Patinage/Violences sexuelles : le rapport de l’inspection générale ne demande pas de retrait de délégation

Le ministère des Sports a communiqué mardi suite à la remise de rapport de l’inspection générale du ministère sur la Fédération française des sports de glace. Il pointe des dysfonctionnements, mais ne propose pas de retirer la délégation à la FFSG.
Le rapport de l’inspection générale de l’éducation, du sport et de la recherche (IGESR) avait été commandé par la ministre des Sports Roxana Maracineanu le 6 février 2020, soit en plein scandale des violences sexuelles dans le patinage artistique, suite à la publication du livre de Sarah Abitbol Un si long silence et à la publication d’une enquête dans L’Équipe.

Il a été remis le 28 juillet à Jean-Michel Blanquer, ministre de l’Éducation nationale, de la Jeunesse et des Sports et à Roxana Maracineanu, ministre déléguée chargée des Sports. Il a été également transmis à la justice, dans le cadre de l’article 40 du code de procédure pénale qui précise que tout fonctionnaire « qui, dans l’exercice de ses fonctions, acquiert la connaissance d’un crime ou d’un délit est tenu d’en donner avis sans délai au procureur de la République. »

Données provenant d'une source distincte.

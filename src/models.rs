use chrono::{DateTime, NaiveDate, NaiveDateTime, NaiveTime, Utc};
use serde::{Deserialize, Serialize};
use serde_json::{Map, Value};
use validator::Validate;

pub(crate) fn to_utc(dt: Option<NaiveDateTime>) -> DateTime<Utc> {
    dt.map(|dt| dt.and_utc()).unwrap_or_else(Utc::now)
}

#[derive(Serialize, Deserialize, Debug, Clone)]
pub struct Therapist {
    pub id: i64,
    pub user_id: i64,
    pub first_name: String,
    pub last_name: String,
    pub email: String,
    pub phone: Option<String>,
    pub bio: Option<String>,
    pub is_active: bool,
    pub created_at: DateTime<Utc>,
    pub updated_at: DateTime<Utc>,
}

#[derive(sqlx::FromRow, Clone, Default)]
pub struct DbTherapist {
    pub id: Option<i64>,
    pub user_id: Option<i64>,
    pub first_name: Option<String>,
    pub last_name: Option<String>,
    pub email: Option<String>,
    pub phone: Option<String>,
    pub bio: Option<String>,
    pub is_active: Option<bool>,
    pub created_at: Option<NaiveDateTime>,
    pub updated_at: Option<NaiveDateTime>,
}

impl From<DbTherapist> for Therapist {
    fn from(db: DbTherapist) -> Self {
        Self {
            id: db.id.unwrap_or_default(),
            user_id: db.user_id.unwrap_or_default(),
            first_name: db.first_name.unwrap_or_default(),
            last_name: db.last_name.unwrap_or_default(),
            email: db.email.unwrap_or_default(),
            phone: db.phone,
            bio: db.bio,
            is_active: db.is_active.unwrap_or(true),
            created_at: to_utc(db.created_at),
            updated_at: to_utc(db.updated_at),
        }
    }
}

#[derive(Serialize, Deserialize, Debug, Clone)]
pub struct Parent {
    pub id: i64,
    pub user_id: i64,
    pub first_name: String,
    pub last_name: String,
    pub email: String,
    pub phone: Option<String>,
    pub address: Option<String>,
    pub emergency_contact: Option<String>,
    pub is_active: bool,
    pub created_at: DateTime<Utc>,
    pub updated_at: DateTime<Utc>,
}

#[derive(sqlx::FromRow, Clone, Default)]
pub struct DbParent {
    pub id: Option<i64>,
    pub user_id: Option<i64>,
    pub first_name: Option<String>,
    pub last_name: Option<String>,
    pub email: Option<String>,
    pub phone: Option<String>,
    pub address: Option<String>,
    pub emergency_contact: Option<String>,
    pub is_active: Option<bool>,
    pub created_at: Option<NaiveDateTime>,
    pub updated_at: Option<NaiveDateTime>,
}

impl From<DbParent> for Parent {
    fn from(db: DbParent) -> Self {
        Self {
            id: db.id.unwrap_or_default(),
            user_id: db.user_id.unwrap_or_default(),
            first_name: db.first_name.unwrap_or_default(),
            last_name: db.last_name.unwrap_or_default(),
            email: db.email.unwrap_or_default(),
            phone: db.phone,
            address: db.address,
            emergency_contact: db.emergency_contact,
            is_active: db.is_active.unwrap_or(true),
            created_at: to_utc(db.created_at),
            updated_at: to_utc(db.updated_at),
        }
    }
}

/// Either kind of profile, tagged with the owning role when serialized.
#[derive(Serialize, Deserialize, Debug, Clone)]
#[serde(tag = "role", rename_all = "lowercase")]
pub enum Profile {
    Therapist(Therapist),
    Parent(Parent),
}

#[derive(Serialize, Deserialize, Debug, Clone)]
pub struct TherapistSettings {
    pub id: i64,
    pub user_id: i64,
    pub profile_section: Map<String, Value>,
    pub account_section: Map<String, Value>,
    pub updated_at: DateTime<Utc>,
}

#[derive(sqlx::FromRow, Clone, Default)]
pub struct DbTherapistSettings {
    pub id: Option<i64>,
    pub user_id: Option<i64>,
    pub profile_settings: Option<String>,
    pub account_settings: Option<String>,
    pub updated_at: Option<NaiveDateTime>,
}

// Anything that is not a stored JSON object reads back as an empty section.
fn settings_section(raw: Option<String>) -> Map<String, Value> {
    match raw.as_deref().map(serde_json::from_str::<Value>) {
        Some(Ok(Value::Object(map))) => map,
        _ => Map::new(),
    }
}

impl From<DbTherapistSettings> for TherapistSettings {
    fn from(db: DbTherapistSettings) -> Self {
        Self {
            id: db.id.unwrap_or_default(),
            user_id: db.user_id.unwrap_or_default(),
            profile_section: settings_section(db.profile_settings),
            account_section: settings_section(db.account_settings),
            updated_at: to_utc(db.updated_at),
        }
    }
}

#[derive(Serialize, Deserialize, Debug, Clone)]
pub struct SessionNote {
    pub id: i64,
    pub therapist_id: i64,
    pub session_date: NaiveDate,
    pub note_title: Option<String>,
    pub session_time: Option<NaiveTime>,
    pub note_content: String,
    pub created_at: DateTime<Utc>,
    pub last_edited_at: DateTime<Utc>,
}

#[derive(sqlx::FromRow, Clone, Default)]
pub struct DbSessionNote {
    pub notes_id: Option<i64>,
    pub therapist_id: Option<i64>,
    pub session_date: Option<NaiveDate>,
    pub note_title: Option<String>,
    pub session_time: Option<NaiveTime>,
    pub note_content: Option<String>,
    pub created_at: Option<NaiveDateTime>,
    pub last_edited_at: Option<NaiveDateTime>,
}

impl From<DbSessionNote> for SessionNote {
    fn from(db: DbSessionNote) -> Self {
        Self {
            id: db.notes_id.unwrap_or_default(),
            therapist_id: db.therapist_id.unwrap_or_default(),
            session_date: db.session_date.unwrap_or_default(),
            note_title: db.note_title,
            session_time: db.session_time,
            note_content: db.note_content.unwrap_or_default(),
            created_at: to_utc(db.created_at),
            last_edited_at: to_utc(db.last_edited_at),
        }
    }
}

#[derive(Deserialize, Validate, Debug, Clone)]
pub struct NewSessionNote {
    pub session_date: NaiveDate,
    #[validate(custom(function = "crate::validation::validate_not_blank"))]
    pub note_content: String,
    #[validate(length(max = 200, message = "Title must be at most 200 characters"))]
    pub note_title: Option<String>,
    pub session_time: Option<NaiveTime>,
}

#[derive(Serialize, Deserialize, Debug, Clone)]
pub struct Child {
    pub id: i64,
    pub first_name: String,
    pub last_name: String,
    pub date_of_birth: Option<NaiveDate>,
    pub primary_therapist_id: Option<i64>,
    pub created_at: DateTime<Utc>,
    pub updated_at: DateTime<Utc>,
}

#[derive(sqlx::FromRow, Clone, Default)]
pub struct DbChild {
    pub id: Option<i64>,
    pub first_name: Option<String>,
    pub last_name: Option<String>,
    pub date_of_birth: Option<NaiveDate>,
    pub primary_therapist_id: Option<i64>,
    pub created_at: Option<NaiveDateTime>,
    pub updated_at: Option<NaiveDateTime>,
}

impl From<DbChild> for Child {
    fn from(db: DbChild) -> Self {
        Self {
            id: db.id.unwrap_or_default(),
            first_name: db.first_name.unwrap_or_default(),
            last_name: db.last_name.unwrap_or_default(),
            date_of_birth: db.date_of_birth,
            primary_therapist_id: db.primary_therapist_id,
            created_at: to_utc(db.created_at),
            updated_at: to_utc(db.updated_at),
        }
    }
}

#[derive(Serialize, Deserialize, Debug, Clone)]
pub struct AiPreference {
    pub id: i64,
    pub child_id: i64,
    pub ai_instructions: String,
    pub created_at: DateTime<Utc>,
    pub updated_at: DateTime<Utc>,
}

#[derive(sqlx::FromRow, Clone, Default)]
pub struct DbAiPreference {
    pub id: Option<i64>,
    pub child_id: Option<i64>,
    pub ai_instructions: Option<String>,
    pub created_at: Option<NaiveDateTime>,
    pub updated_at: Option<NaiveDateTime>,
}

impl From<DbAiPreference> for AiPreference {
    fn from(db: DbAiPreference) -> Self {
        Self {
            id: db.id.unwrap_or_default(),
            child_id: db.child_id.unwrap_or_default(),
            ai_instructions: db.ai_instructions.unwrap_or_default(),
            created_at: to_utc(db.created_at),
            updated_at: to_utc(db.updated_at),
        }
    }
}

#[derive(Debug, Clone)]
pub struct NewUser {
    pub email: String,
    pub password: String,
    pub role: crate::auth::Role,
    pub first_name: String,
    pub last_name: String,
    pub phone: Option<String>,
    pub address: Option<String>,
    pub emergency_contact: Option<String>,
}

/// Partial edit of a session note; `None` leaves the stored value alone.
#[derive(Deserialize, Validate, Debug, Clone, Default)]
pub struct SessionNoteUpdate {
    pub session_date: Option<NaiveDate>,
    #[validate(length(max = 200, message = "Title must be at most 200 characters"))]
    pub note_title: Option<String>,
    pub session_time: Option<NaiveTime>,
    #[validate(custom(function = "crate::validation::validate_not_blank"))]
    pub note_content: Option<String>,
}
pub fn normalize_sql(sql: &str) -> String {
    let sql = COMMENT_RE.replace_all(sql, "");
    let sql = WHITESPACE_RE.replace_all(&sql, " ");
    let sql = PUNCTUATION_RE.replace_all(&sql, "$1");
    let sql = QUOTED_IDENT_RE.replace_all(&sql, "$1");

    sql.trim().to_string()
}

#[instrument(skip(pool, target_schema))]
pub async fn migrate_database_declaratively(
    pool: Pool<Sqlite>,
    target_schema: &str,
    allow_deletions: bool,
) -> Result<bool, MigrationError> {
    let mut migrator = DeclarativeMigrator::new(pool, target_schema, allow_deletions);
    migrator.migrate().await
}

/// Computes the difference between the live database and `target_schema`
/// without touching the database. Deletions are reported, not refused.
#[instrument(skip(pool, target_schema))]
pub async fn get_schema_changes(
    pool: Pool<Sqlite>,
    target_schema: &str,
) -> Result<ChangesNeeded, MigrationError> {
    let migrator = DeclarativeMigrator::new(pool, target_schema, true);
    migrator.get_changes().await
}

#[derive(Default, Debug)]
pub struct ChangesNeeded {
    pub new_tables: Vec<String>,
    pub removed_tables: Vec<String>,
    pub modified_tables: Vec<ModifiedTable>,
    pub new_indices: Vec<String>,
    pub removed_indices: Vec<String>,
    pub modified_indices: Vec<String>,
    pub pragma_changes: bool,
}

#[derive(Default, Debug, Hash, Eq, PartialEq)]
pub struct ModifiedTable {
    pub name: String,
    pub removed_columns: Vec<String>,
    pub new_columns: Vec<String>,
}

impl ChangesNeeded {
    pub fn has_any_changes(&self) -> bool {
        !self.new_tables.is_empty()
            || !self.removed_tables.is_empty()
            || !self.modified_tables.is_empty()
            || !self.new_indices.is_empty()
            || !self.removed_indices.is_empty()
            || !self.modified_indices.is_empty()
            || self.pragma_changes
    }

    pub fn is_destructive(&self) -> bool {
        !self.removed_tables.is_empty()
            || !self.removed_indices.is_empty()
            || self
                .modified_tables
                .iter()
                .any(|table| !table.removed_columns.is_empty())
    }
}

pub fn read_schema_file_to_string(path: &Path) -> Result<String, MigrationError> {
    let schema = fs::read_to_string(path)?;
    Ok(schema)
}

21 entraîneurs concernés par les signalements

Les auditions faites dans le cadre de ce rapport, des signalements sur la plateforme « signal-sports » mise en place par le ministère et plusieurs cas révélés dans la presse ont permis de mettre à jour de nombreux cas, concernant 21 entraîneurs.

Ces cas sont détaillés dans le communiqué de presse du ministère : « Douze pour des faits de harcèlement ou d’agressions sexuelles ; trois d’entre eux ont été condamnés, dans le passé, à des peines d’emprisonnement, fermes ou assorties d’un sursis ; sept dossiers concernent des violences physiques ou verbales (dont une majorité pourrait être frappée de prescription) ; deux autres cas enfin ont été rapportés à la mission concernant des entraîneurs décédés avant que les procédures engagées aient pu aller jusqu’à leur terme. Ces différents dossiers ont d’ores et déjà donné lieu à deux signalements au procureur de la République au titre de l’article 40 du code de procédure pénale (février 2020), au placement en détention provisoire d’un entraîneur (février 2020) et à cinq mesures administratives d’interdiction d’exercer (avril 2020). »

La concentration des pouvoirs pointée du doigt

Un nombre d’affaires important, jugé « révélateur de pratiques et de comportements reproduits, qui ont traversé des générations d’entraîneurs dans les principales disciplines de la FFSG que sont le patinage artistique et la danse sur glace. Il est sans équivalent au plan international. »

Selon le rapport, la concentration des pouvoirs dans les mains de quelques personnes à la FFSG n’a pu « que favoriser une forme d’omerta sur les soupçons qui pesaient à l’égard entraîneurs et a pu conduire à l’absence de procédures disciplinaires, ou même de simples enquêtes, sur des faits de violence pourtant dénoncés par des victimes. »

La mission relève également « qu’il existe chez une partie des entraîneurs de patinage, un véritable problème d’alcool, dont la consommation peut également relever d’une forme d’initiation précoce des jeunes athlètes. »

Manque de transparence, conflits internes…

Si l’amélioration des résultats financiers et sportifs de la FFSG est jugée incontestable, les « différents contrôles dont elle a fait l’objet au cours des trois dernières décennies, y compris les plus récents, mettent en évidence un fonctionnement manquant de transparence, des conflits internes marqués dans une fédération multidisciplinaire et des difficultés réelles de fonctionnement de la direction technique nationale ».

Le nom de Didier Gailhaguet n’est jamais cité. Mais celui qui a été président de la FFSG entre 1998 et 2020 (avec une interruption entre 2004 et 2007), est évidemment visé.

Démissionnaire le 8 février dernier, Didier Gailhaguet a depuis entamé une action en justice à l’encontre du ministère. Nathalie Péchalat a été élue présidente de la FFSG le 14 mars dernier mais elle n’est pas destinataire de ce rapport, qui a été remis à l’ancien président.

En conclusion, les inspecteurs généraux recommandent à la FFSG « d’élaborer sa propre charte éthique et de déontologie, à soumettre les clubs affiliés à une obligation d’information de la Fédération en cas de faits de violences commis par des dirigeants ou des entraîneurs, à mieux encadrer l’hébergement des patineurs mineurs hors de chez eux par une charte définissant ses modalités. » Un autre rapport, concernant la la gestion administrative et financière de la FFSG, est attendu pour l’automne.